> WHAT THE TASK REQUIRES: Locate, in the data below, the line that contains "repository 8c8bb18e90331959" and the line that contains "let conn_id = hub.connect(transport.clone()).await;"; reproduce exactly those two lines and every line between them, nothing more.

** DATA EXCERPTS follows **

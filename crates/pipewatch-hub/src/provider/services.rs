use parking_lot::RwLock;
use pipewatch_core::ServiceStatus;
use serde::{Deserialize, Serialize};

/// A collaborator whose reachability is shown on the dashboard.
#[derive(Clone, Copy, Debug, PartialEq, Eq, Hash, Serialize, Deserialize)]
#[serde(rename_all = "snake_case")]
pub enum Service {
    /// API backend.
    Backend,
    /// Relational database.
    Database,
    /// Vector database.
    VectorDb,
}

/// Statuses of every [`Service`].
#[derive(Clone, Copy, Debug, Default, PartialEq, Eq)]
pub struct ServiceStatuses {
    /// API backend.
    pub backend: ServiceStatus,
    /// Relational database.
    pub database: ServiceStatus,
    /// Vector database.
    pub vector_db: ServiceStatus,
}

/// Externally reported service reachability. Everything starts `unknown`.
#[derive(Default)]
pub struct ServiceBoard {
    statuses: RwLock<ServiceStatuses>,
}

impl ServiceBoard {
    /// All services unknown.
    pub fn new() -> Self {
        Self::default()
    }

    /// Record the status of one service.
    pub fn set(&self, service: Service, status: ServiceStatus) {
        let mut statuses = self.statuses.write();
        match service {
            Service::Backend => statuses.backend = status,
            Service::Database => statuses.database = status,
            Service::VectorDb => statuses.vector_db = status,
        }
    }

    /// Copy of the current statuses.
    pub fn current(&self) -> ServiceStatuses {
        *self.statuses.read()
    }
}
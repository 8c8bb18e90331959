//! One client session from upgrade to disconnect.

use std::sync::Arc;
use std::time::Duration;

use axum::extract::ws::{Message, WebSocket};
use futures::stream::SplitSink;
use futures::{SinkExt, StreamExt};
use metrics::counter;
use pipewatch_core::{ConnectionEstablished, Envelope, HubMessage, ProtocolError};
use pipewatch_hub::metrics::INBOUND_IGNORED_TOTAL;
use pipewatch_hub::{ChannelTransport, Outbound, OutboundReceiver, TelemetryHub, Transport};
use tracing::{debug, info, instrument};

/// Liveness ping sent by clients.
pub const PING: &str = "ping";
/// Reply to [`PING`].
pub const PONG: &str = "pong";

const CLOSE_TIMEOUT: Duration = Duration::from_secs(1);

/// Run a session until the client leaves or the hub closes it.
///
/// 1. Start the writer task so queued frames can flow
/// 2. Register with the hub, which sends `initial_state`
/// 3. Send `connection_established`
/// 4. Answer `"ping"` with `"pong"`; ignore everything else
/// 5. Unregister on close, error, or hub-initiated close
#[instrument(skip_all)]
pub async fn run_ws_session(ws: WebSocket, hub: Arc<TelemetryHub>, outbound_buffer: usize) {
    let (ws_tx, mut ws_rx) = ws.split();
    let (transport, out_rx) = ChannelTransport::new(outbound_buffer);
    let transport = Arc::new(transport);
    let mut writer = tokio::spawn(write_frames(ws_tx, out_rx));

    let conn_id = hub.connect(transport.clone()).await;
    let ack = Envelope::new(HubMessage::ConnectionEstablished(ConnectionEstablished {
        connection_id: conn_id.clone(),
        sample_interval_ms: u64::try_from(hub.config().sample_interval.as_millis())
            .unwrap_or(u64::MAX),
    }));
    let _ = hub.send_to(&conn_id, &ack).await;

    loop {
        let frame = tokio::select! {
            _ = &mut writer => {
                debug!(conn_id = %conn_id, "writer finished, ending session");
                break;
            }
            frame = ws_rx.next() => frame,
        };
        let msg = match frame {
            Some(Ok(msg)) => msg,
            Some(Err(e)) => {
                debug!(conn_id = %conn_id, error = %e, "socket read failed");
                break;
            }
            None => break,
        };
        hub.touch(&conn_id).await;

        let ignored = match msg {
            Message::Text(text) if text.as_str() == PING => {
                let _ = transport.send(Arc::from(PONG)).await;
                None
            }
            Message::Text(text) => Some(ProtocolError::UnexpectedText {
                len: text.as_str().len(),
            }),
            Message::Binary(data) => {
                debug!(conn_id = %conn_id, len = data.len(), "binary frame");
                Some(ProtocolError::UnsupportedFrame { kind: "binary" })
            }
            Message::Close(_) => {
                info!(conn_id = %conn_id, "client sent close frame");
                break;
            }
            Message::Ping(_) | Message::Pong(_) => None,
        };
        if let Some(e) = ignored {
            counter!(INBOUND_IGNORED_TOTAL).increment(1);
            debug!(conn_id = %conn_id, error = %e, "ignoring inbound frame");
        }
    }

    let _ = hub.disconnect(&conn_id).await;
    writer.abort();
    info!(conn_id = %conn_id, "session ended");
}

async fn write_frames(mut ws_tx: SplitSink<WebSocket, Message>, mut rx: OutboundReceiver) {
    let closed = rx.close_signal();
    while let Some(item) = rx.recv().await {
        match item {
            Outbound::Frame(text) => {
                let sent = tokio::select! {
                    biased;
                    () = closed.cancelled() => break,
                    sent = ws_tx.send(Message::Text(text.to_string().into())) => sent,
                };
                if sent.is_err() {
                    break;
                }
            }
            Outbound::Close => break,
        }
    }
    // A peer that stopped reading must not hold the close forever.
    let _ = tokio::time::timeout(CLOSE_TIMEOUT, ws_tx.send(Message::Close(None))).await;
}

** End of DATA EXCERPTS **

> SOLUTION TO THIS EXERCISE:
repository 8c8bb18e90331959
//! One client session from upgrade to disconnect.

use std::sync::Arc;
use std::time::Duration;

use axum::extract::ws::{Message, WebSocket};
use futures::stream::SplitSink;
use futures::{SinkExt, StreamExt};
use metrics::counter;
use pipewatch_core::{ConnectionEstablished, Envelope, HubMessage, ProtocolError};
use pipewatch_hub::metrics::INBOUND_IGNORED_TOTAL;
use pipewatch_hub::{ChannelTransport, Outbound, OutboundReceiver, TelemetryHub, Transport};
use tracing::{debug, info, instrument};

/// Liveness ping sent by clients.
pub const PING: &str = "ping";
/// Reply to [`PING`].
pub const PONG: &str = "pong";

const CLOSE_TIMEOUT: Duration = Duration::from_secs(1);

/// Run a session until the client leaves or the hub closes it.
///
/// 1. Start the writer task so queued frames can flow
/// 2. Register with the hub, which sends `initial_state`
/// 3. Send `connection_established`
/// 4. Answer `"ping"` with `"pong"`; ignore everything else
/// 5. Unregister on close, error, or hub-initiated close
#[instrument(skip_all)]
pub async fn run_ws_session(ws: WebSocket, hub: Arc<TelemetryHub>, outbound_buffer: usize) {
    let (ws_tx, mut ws_rx) = ws.split();
    let (transport, out_rx) = ChannelTransport::new(outbound_buffer);
    let transport = Arc::new(transport);
    let mut writer = tokio::spawn(write_frames(ws_tx, out_rx));

    let conn_id = hub.connect(transport.clone()).await;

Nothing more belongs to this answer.